# [RECORDS FOR THE EXERCISE]
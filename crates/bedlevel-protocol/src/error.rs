//! Error types for the acknowledgment protocol.

use std::time::Duration;

use thiserror::Error;

use crate::framer::FramerState;

/// Errors that can occur during a command/acknowledgment exchange.
#[derive(Debug, Error)]
pub enum ProtocolError {
    /// The transport reported end of stream while a reply was pending.
    #[error("stream closed during read")]
    TransportClosed,

    /// OS-level read or write failure.
    #[error("transport I/O error: {0}")]
    Io(#[from] std::io::Error),

    /// The reply buffer filled up without a sentinel line.
    #[error("reply buffer overflow: no sentinel within {capacity} bytes")]
    Overflow {
        /// Capacity of the reply buffer in bytes.
        capacity: usize,
    },

    /// No sentinel arrived before the deadline.
    #[error("timed out after {waited:?} waiting for a sentinel line")]
    Timeout {
        /// How long the framer waited.
        waited: Duration,
    },

    /// The command text cannot be sent as a single line.
    #[error("invalid command: {0}")]
    InvalidCommand(String),

    /// A previous fatal error left the framer unusable until it is reset.
    #[error("framer is unusable after a fatal error (state: {state:?})")]
    Unusable {
        /// The terminal state the framer is latched in.
        state: FramerState,
    },
}

/// Result type alias for protocol operations.
pub type ProtocolResult<T> = Result<T, ProtocolError>;
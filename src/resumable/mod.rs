//! Download-side range reads.
//!
//! - [`ResumableReadStream`] - Range read that reopens the source after a truncated response
//! - [`ByteStream`] / [`byte_stream`] - Type-erased byte streams handed in by callers
//! - [`ReadState`] - Lifecycle of a resumable read

mod stream;

pub use stream::{ByteStream, ReadState, ResumableReadStream, byte_stream};
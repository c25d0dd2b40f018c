//! Byte ranges and ranged downloads.
//!
//! - [`ByteRange`] - Half-open byte span of a remote object
//! - [`plan_ranges`] - Splits a span into fixed-size blocks
//! - [`RangeSource`] - Opens a byte stream over a range of a remote object
//! - [`download_to_buffer`] - Parallel resumable download into memory

mod download;

pub use download::download_to_buffer;

use std::fmt;
use std::future::Future;

use crate::error::{BoxError, Result, TransferError};
use crate::resumable::ByteStream;

/// `count` bytes starting at `offset`.
#[derive(Debug, Clone, Copy, PartialEq, Eq, Hash)]
pub struct ByteRange {
    /// First byte.
    pub offset: u64,
    /// Number of bytes.
    pub count: u64,
}

impl ByteRange {
    /// Creates a range.
    pub const fn new(offset: u64, count: u64) -> Self {
        Self { offset, count }
    }

    /// Offset one past the last byte, saturating at `u64::MAX`.
    pub const fn end(&self) -> u64 {
        self.offset.saturating_add(self.count)
    }

    /// Offset one past the last byte, or `None` if it does not fit in a `u64`.
    pub const fn checked_end(&self) -> Option<u64> {
        self.offset.checked_add(self.count)
    }

    /// Returns the exclusive end, rejecting ranges that overflow.
    pub(crate) fn validated_end(&self) -> Result<u64> {
        self.checked_end().ok_or(TransferError::InvalidArgument {
            name: "count",
            reason: "offset + count overflows",
        })
    }

    /// Returns true if the range holds no bytes.
    pub const fn is_empty(&self) -> bool {
        self.count == 0
    }

    /// HTTP `Range` header value, e.g. `bytes=0-1023`. `None` for an empty range.
    pub fn header_value(&self) -> Option<String> {
        if self.is_empty() {
            return None;
        }
        let end = self.checked_end()?;
        Some(format!("bytes={}-{}", self.offset, end - 1))
    }
}

impl fmt::Display for ByteRange {
    fn fmt(&self, f: &mut fmt::Formatter<'_>) -> fmt::Result {
        write!(f, "[{}, {})", self.offset, self.end())
    }
}

/// Splits `[offset, offset + count)` into consecutive ranges of `block_size`
/// bytes; the last one may be shorter.
///
/// # Errors
///
/// Returns [`TransferError::InvalidArgument`] if `block_size` is zero or the
/// span overflows `u64`.
pub fn plan_ranges(offset: u64, count: u64, block_size: u64) -> Result<Vec<ByteRange>> {
    if block_size == 0 {
        return Err(TransferError::InvalidArgument {
            name: "block_size",
            reason: "must be greater than zero",
        });
    }
    let end = ByteRange::new(offset, count).validated_end()?;

    let mut ranges = Vec::with_capacity(count.div_ceil(block_size).min(1024) as usize);
    let mut at = offset;
    while at < end {
        let len = block_size.min(end - at);
        ranges.push(ByteRange::new(at, len));
        at += len;
    }
    Ok(ranges)
}

/// A remote object that can be read by byte range.
///
/// The returned stream must begin exactly at `range.offset` and carry at most
/// `range.count` bytes.
pub trait RangeSource: Send + Sync + 'static {
    /// Error produced when a range cannot be opened.
    type Error: Into<BoxError> + Send + 'static;

    /// Opens a read over `range`.
    fn open(
        &self,
        range: ByteRange,
    ) -> impl Future<Output = std::result::Result<ByteStream, Self::Error>> + Send;
}
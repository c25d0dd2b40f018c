use std::sync::{Arc, Mutex, PoisonError};

use bytes::Bytes;
use futures_util::StreamExt;
use tracing::debug;

use super::{RangeSource, plan_ranges};
use crate::batch::Batch;
use crate::config::DownloadOptions;
use crate::error::{Result, TransferError};
use crate::resumable::ResumableReadStream;

/// Shared download target and the running byte total written into it.
struct Target {
    data: Vec<u8>,
    loaded: u64,
}

/// Downloads `count` bytes starting at `offset` into memory.
///
/// The span is split into `block_size` ranges that are read with at most
/// `concurrency` in flight, each through its own [`ResumableReadStream`].
/// The progress callback in `options.resume` receives the total number of
/// bytes written so far across all ranges; successive totals never
/// decrease, even when ranges complete on different threads.
///
/// # Errors
///
/// - [`TransferError::InvalidArgument`] for invalid options or a span that
///   does not fit in memory
/// - The first error reported by any range read; reads already in flight
///   are left to finish on their own
pub async fn download_to_buffer<R: RangeSource>(
    source: Arc<R>,
    offset: u64,
    count: u64,
    options: DownloadOptions,
) -> Result<Bytes> {
    options.validate()?;
    let len = usize::try_from(count).map_err(|_| TransferError::InvalidArgument {
        name: "count",
        reason: "does not fit in memory",
    })?;
    let ranges = plan_ranges(offset, count, options.block_size)?;
    debug!(offset, count, blocks = ranges.len(), concurrency = options.concurrency, "download started");

    let target = Arc::new(Mutex::new(Target {
        data: vec![0u8; len],
        loaded: 0,
    }));
    let progress = options.resume.on_progress.clone();
    let per_range = options.resume.clone();

    let mut batch = Batch::new(options.concurrency)?;
    for range in ranges {
        let source = Arc::clone(&source);
        let target = Arc::clone(&target);
        let progress = progress.clone();
        let mut resume = per_range.clone();
        resume.on_progress = None;

        batch.submit(move || async move {
            let mut reader = ResumableReadStream::open(source, range, resume).await?;
            let mut at = (range.offset - offset) as usize;
            while let Some(chunk) = reader.next().await {
                let chunk = chunk?;
                {
                    let mut shared = target.lock().unwrap_or_else(PoisonError::into_inner);
                    shared.data[at..at + chunk.len()].copy_from_slice(&chunk);
                    shared.loaded += chunk.len() as u64;
                    // Reported under the lock so totals reach the callback in order.
                    if let Some(progress) = progress.as_ref() {
                        progress(shared.loaded);
                    }
                }
                at += chunk.len();
            }
            Ok::<_, TransferError>(())
        });
    }

    batch.run().await?;

    let data = match Arc::try_unwrap(target) {
        Ok(owned) => owned.into_inner().unwrap_or_else(PoisonError::into_inner).data,
        Err(shared) => shared.lock().unwrap_or_else(PoisonError::into_inner).data.clone(),
    };
    debug!(bytes = data.len(), "download complete");
    Ok(Bytes::from(data))
}
//! chunkxfer
//!
//! Chunked transfer core for object-storage clients.
//!
//! `chunkxfer` holds the pieces a block-blob or multipart client needs between
//! its byte source and its HTTP layer:
//!
//! - upload: cut an arbitrary stream into fixed-size, offset-tagged chunks
//!   with bounded memory and bounded handler parallelism
//! - batch: run independent async operations with a concurrency cap, failing
//!   fast on the first error
//! - download: read byte ranges that transparently resume after a truncated
//!   response
//!
//! The crate intentionally:
//! - does NOT speak HTTP or any storage API
//! - does NOT touch files or paths
//! - does NOT retry failed handlers or operations
//!
//! # Upload
//!
//! ```
//! use bytes::Bytes;
//! use chunkxfer::{ChunkBufferScheduler, ChunkBuffer, SchedulerConfig};
//! use futures_util::stream;
//!
//! # #[tokio::main(flavor = "current_thread")]
//! # async fn main() -> Result<(), chunkxfer::TransferError> {
//! let input = stream::iter(vec![
//!     Ok::<_, std::io::Error>(Bytes::from_static(b"ABCDE")),
//!     Ok(Bytes::from_static(b"FGHI")),
//! ]);
//! let config = SchedulerConfig::new(4, 2, 2)?;
//!
//! let mut scheduler = ChunkBufferScheduler::new(input, config, |chunk: ChunkBuffer| async move {
//!     println!("stage block at {} ({} bytes)", chunk.offset(), chunk.len());
//!     Ok::<_, std::io::Error>(())
//! })?;
//! scheduler.run().await?;
//! assert_eq!(scheduler.stats().chunks_dispatched, 3);
//! # Ok(())
//! # }
//! ```
//!
//! # Download
//!
//! ```
//! use std::sync::Arc;
//! use bytes::Bytes;
//! use chunkxfer::{byte_stream, download_to_buffer, ByteRange, ByteStream, DownloadOptions, RangeSource};
//! use futures_util::stream;
//!
//! struct Blob(Vec<u8>);
//!
//! impl RangeSource for Blob {
//!     type Error = std::io::Error;
//!
//!     async fn open(&self, range: ByteRange) -> std::io::Result<ByteStream> {
//!         let part = Bytes::copy_from_slice(&self.0[range.offset as usize..range.end() as usize]);
//!         Ok(byte_stream(stream::iter(vec![Ok::<_, std::io::Error>(part)])))
//!     }
//! }
//!
//! # #[tokio::main(flavor = "current_thread")]
//! # async fn main() -> Result<(), chunkxfer::TransferError> {
//! let blob = Arc::new(Blob((0..100u8).collect()));
//! let options = DownloadOptions::default().with_block_size(16);
//! let data = download_to_buffer(blob, 20, 50, options).await?;
//! assert_eq!(data[0], 20);
//! assert_eq!(data.len(), 50);
//! # Ok(())
//! # }
//! ```

#![forbid(unsafe_code)]
#![warn(missing_docs)]

mod batch;
mod buffer;
mod config;
mod encoding;
mod error;
mod range;
mod resumable;
mod scheduler;

//
// Public surface
//

pub use batch::{Batch, BatchHandle};
pub use buffer::ChunkBuffer;
pub use config::{
    DEFAULT_BLOCK_SIZE, DEFAULT_BUFFER_SIZE, DEFAULT_CONCURRENCY, DEFAULT_MAX_BUFFERS,
    DEFAULT_MAX_RETRIES, DEFAULT_PARALLELISM, DownloadOptions, ProgressCallback, ResumeOptions,
    SchedulerConfig,
};
pub use encoding::{Fragment, TextEncoding};
pub use error::{BoxError, CorruptionKind, Result, TransferError};
pub use range::{ByteRange, RangeSource, download_to_buffer, plan_ranges};
pub use resumable::{ByteStream, ReadState, ResumableReadStream, byte_stream};
pub use scheduler::{ChunkBufferScheduler, SchedulerStats};

pub use tokio_util::sync::CancellationToken;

# [WHAT IS BEING ASKED]
From the entries above, extract every line where the word "left" appears.

# [OUTPUT FOR THIS EXERCISE]
    /// A previous fatal error left the framer unusable until it is reset.
///   are left to finish on their own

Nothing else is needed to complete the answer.